> [How to complete this task] Your response should contain every line from the data below that holds the string "failed".
*** Opening of Source records ***
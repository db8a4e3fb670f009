//! Bidirectional transport to the remote speech model.
//!
//! ## Handle states
//!
//! ```text
//! Unopened ──open()──► Opening(pending) ──opened()──► Open(link) ──close()──► Closed
//!     │                      │                                                  ▲
//!     └──────────────────────┴──────────────────close()─────────────────────────┘
//! ```
//!
//! Chunks sent while `Unopened`/`Opening` wait in a bounded queue and are flushed
//! in order once the link is up. Closing while `Opening` leaves the handshake to
//! settle in the background and closes whatever link it produces.
//!
//! A [`Connector`] produces a [`SessionLink`]: two ordered channels plus a
//! shutdown signal. The concrete wire protocol lives behind it (see
//! [`gemini`]), so the session loop and its tests never touch a socket.

pub mod gemini;
pub mod messages;

use std::collections::VecDeque;

use futures_util::future::BoxFuture;
use tokio::sync::{mpsc, oneshot};
use tracing::{debug, info, warn};

use crate::{
    codec::EncodedChunk,
    error::{Result, VoiceError},
};

/// Inbound events, delivered in arrival order.
#[derive(Debug, Clone, PartialEq)]
pub enum ServerEvent {
    /// Partial transcript of the model's speech.
    TranscriptDelta(String),
    /// One chunk of synthesized speech.
    AudioDelta(EncodedChunk),
    /// The server abandoned its in-flight turn (barge-in).
    Interrupted,
    /// The server finished one response turn.
    TurnComplete,
    /// The connection ended. Terminal.
    Closed { reason: Option<String> },
    /// The connection failed. Terminal.
    Error(String),
}

impl ServerEvent {
    pub fn is_terminal(&self) -> bool {
        matches!(self, ServerEvent::Closed { .. } | ServerEvent::Error(_))
    }
}

/// Output modality requested from the model.
#[derive(Debug, Clone, Copy, PartialEq, Eq)]
pub enum ResponseModality {
    Audio,
    Text,
}

impl ResponseModality {
    pub fn as_wire(self) -> &'static str {
        match self {
            ResponseModality::Audio => "AUDIO",
            ResponseModality::Text => "TEXT",
        }
    }
}

/// Everything the open handshake carries.
#[derive(Debug, Clone, PartialEq)]
pub struct OpenRequest {
    pub model: String,
    /// Behavioral prompt plus the declared response language.
    pub system_instruction: String,
    pub response_modality: ResponseModality,
    /// Ask the server to stream transcripts of its own speech.
    pub output_transcription: bool,
    pub voice: Option<String>,
}

/// Client side of an established connection.
pub struct SessionLink {
    outbound: mpsc::UnboundedSender<EncodedChunk>,
    events: mpsc::UnboundedReceiver<ServerEvent>,
    shutdown: Option<oneshot::Sender<()>>,
}

/// Connector side of a [`SessionLink`], driven by the connection's I/O task.
pub struct LinkPeer {
    pub outbound: mpsc::UnboundedReceiver<EncodedChunk>,
    pub events: mpsc::UnboundedSender<ServerEvent>,
    /// Resolves when the client closes or drops its link.
    pub shutdown: oneshot::Receiver<()>,
}

impl SessionLink {
    pub fn channel() -> (SessionLink, LinkPeer) {
        let (out_tx, out_rx) = mpsc::unbounded_channel();
        let (ev_tx, ev_rx) = mpsc::unbounded_channel();
        let (shut_tx, shut_rx) = oneshot::channel();
        (
            SessionLink {
                outbound: out_tx,
                events: ev_rx,
                shutdown: Some(shut_tx),
            },
            LinkPeer {
                outbound: out_rx,
                events: ev_tx,
                shutdown: shut_rx,
            },
        )
    }

    /// Fire-and-forget. Returns `false` if the connection is already gone.
    pub fn send(&self, chunk: EncodedChunk) -> bool {
        self.outbound.send(chunk).is_ok()
    }

    /// Next inbound event; a vanished peer reads as `Closed`.
    pub async fn recv(&mut self) -> ServerEvent {
        self.events
            .recv()
            .await
            .unwrap_or(ServerEvent::Closed { reason: None })
    }

    pub fn close(&mut self) {
        if let Some(tx) = self.shutdown.take() {
            let _ = tx.send(());
        }
    }
}

/// Pending open handshake.
pub type OpenFuture = BoxFuture<'static, Result<SessionLink>>;

/// Opens connections to a remote model.
pub trait Connector: Send + Sync {
    /// Start the open handshake. Resolves once the remote accepted the setup.
    fn connect(&self, request: OpenRequest) -> OpenFuture;
}

enum LinkState {
    Unopened,
    Opening(OpenFuture),
    Open(SessionLink),
    Closed,
}

/// What happened to a chunk handed to [`TransportSession::send`].
#[derive(Debug, Clone, Copy, PartialEq, Eq)]
pub enum SendOutcome {
    Sent,
    /// Held until the open handshake settles.
    Queued,
    /// Closed session, dead link, or an evicted pre-open chunk.
    Dropped,
}

/// The single connection handle a voice session owns.
pub struct TransportSession {
    state: LinkState,
    pending: VecDeque<EncodedChunk>,
    pending_limit: usize,
}

impl TransportSession {
    pub fn new(pending_limit: usize) -> Self {
        Self {
            state: LinkState::Unopened,
            pending: VecDeque::new(),
            pending_limit,
        }
    }

    /// Begin the handshake.
    ///
    /// # Errors
    /// `VoiceError::SessionClosed` unless the handle is still `Unopened`.
    pub fn open(&mut self, connector: &dyn Connector, request: OpenRequest) -> Result<()> {
        match self.state {
            LinkState::Unopened => {
                info!(model = %request.model, "opening transport");
                self.state = LinkState::Opening(connector.connect(request));
                Ok(())
            }
            _ => Err(VoiceError::SessionClosed),
        }
    }

    /// Wait for the pending handshake. Never resolves outside `Opening`.
    ///
    /// Cancel-safe: the handshake lives in the handle, so dropping this
    /// future (e.g. in `select!`) loses no progress.
    ///
    /// On success flushes queued chunks and returns how many were sent.
    ///
    /// # Errors
    /// `VoiceError::TransportOpen`; the handle is `Closed` afterwards.
    pub async fn opened(&mut self) -> Result<usize> {
        let LinkState::Opening(pending) = &mut self.state else {
            return std::future::pending().await;
        };
        match pending.await {
            Ok(link) => {
                let mut flushed = 0;
                for chunk in self.pending.drain(..) {
                    if link.send(chunk) {
                        flushed += 1;
                    }
                }
                self.state = LinkState::Open(link);
                info!(flushed, "transport open");
                Ok(flushed)
            }
            Err(e) => {
                self.pending.clear();
                self.state = LinkState::Closed;
                Err(match e {
                    VoiceError::TransportOpen(_) => e,
                    other => VoiceError::TransportOpen(other.to_string()),
                })
            }
        }
    }

    /// Submit a chunk in capture order. Never blocks.
    pub fn send(&mut self, chunk: EncodedChunk) -> SendOutcome {
        match &self.state {
            LinkState::Open(link) => {
                if link.send(chunk) {
                    SendOutcome::Sent
                } else {
                    debug!("outbound chunk dropped: link gone");
                    SendOutcome::Dropped
                }
            }
            LinkState::Unopened | LinkState::Opening(_) => {
                self.pending.push_back(chunk);
                if self.pending.len() > self.pending_limit {
                    self.pending.pop_front();
                    return SendOutcome::Dropped;
                }
                SendOutcome::Queued
            }
            LinkState::Closed => SendOutcome::Dropped,
        }
    }

    /// Next inbound event. Never resolves unless `Open`.
    pub async fn next_event(&mut self) -> ServerEvent {
        match &mut self.state {
            LinkState::Open(link) => link.recv().await,
            _ => std::future::pending().await,
        }
    }

    /// Release the connection. Idempotent; safe in every state.
    pub fn close(&mut self) {
        self.pending.clear();
        match std::mem::replace(&mut self.state, LinkState::Closed) {
            LinkState::Open(mut link) => {
                link.close();
                info!("transport closed");
            }
            LinkState::Opening(pending) => settle_and_close(pending),
            LinkState::Unopened | LinkState::Closed => {}
        }
    }

    pub fn is_open(&self) -> bool {
        matches!(self.state, LinkState::Open(_))
    }

    pub fn is_opening(&self) -> bool {
        matches!(self.state, LinkState::Opening(_))
    }

    pub fn is_closed(&self) -> bool {
        matches!(self.state, LinkState::Closed)
    }

    /// Chunks waiting for the handshake.
    pub fn pending_len(&self) -> usize {
        self.pending.len()
    }
}

impl Drop for TransportSession {
    fn drop(&mut self) {
        self.close();
    }
}

/// Let an abandoned handshake finish, then close what it produced.
fn settle_and_close(pending: OpenFuture) {
    match tokio::runtime::Handle::try_current() {
        Ok(handle) => {
            info!("close requested while opening; closing once the handshake settles");
            handle.spawn(async move {
                match pending.await {
                    Ok(mut link) => {
                        link.close();
                        info!("late transport link closed");
                    }
                    Err(e) => debug!("abandoned handshake failed: {e}"),
                }
            });
        }
        Err(_) => {
            warn!("no runtime to settle abandoned handshake; dropping it");
            drop(pending);
        }
    }
}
*** Close of Source records ***
> [Exercise result]
    /// The connection failed. Terminal.
                    Err(e) => debug!("abandoned handshake failed: {e}"),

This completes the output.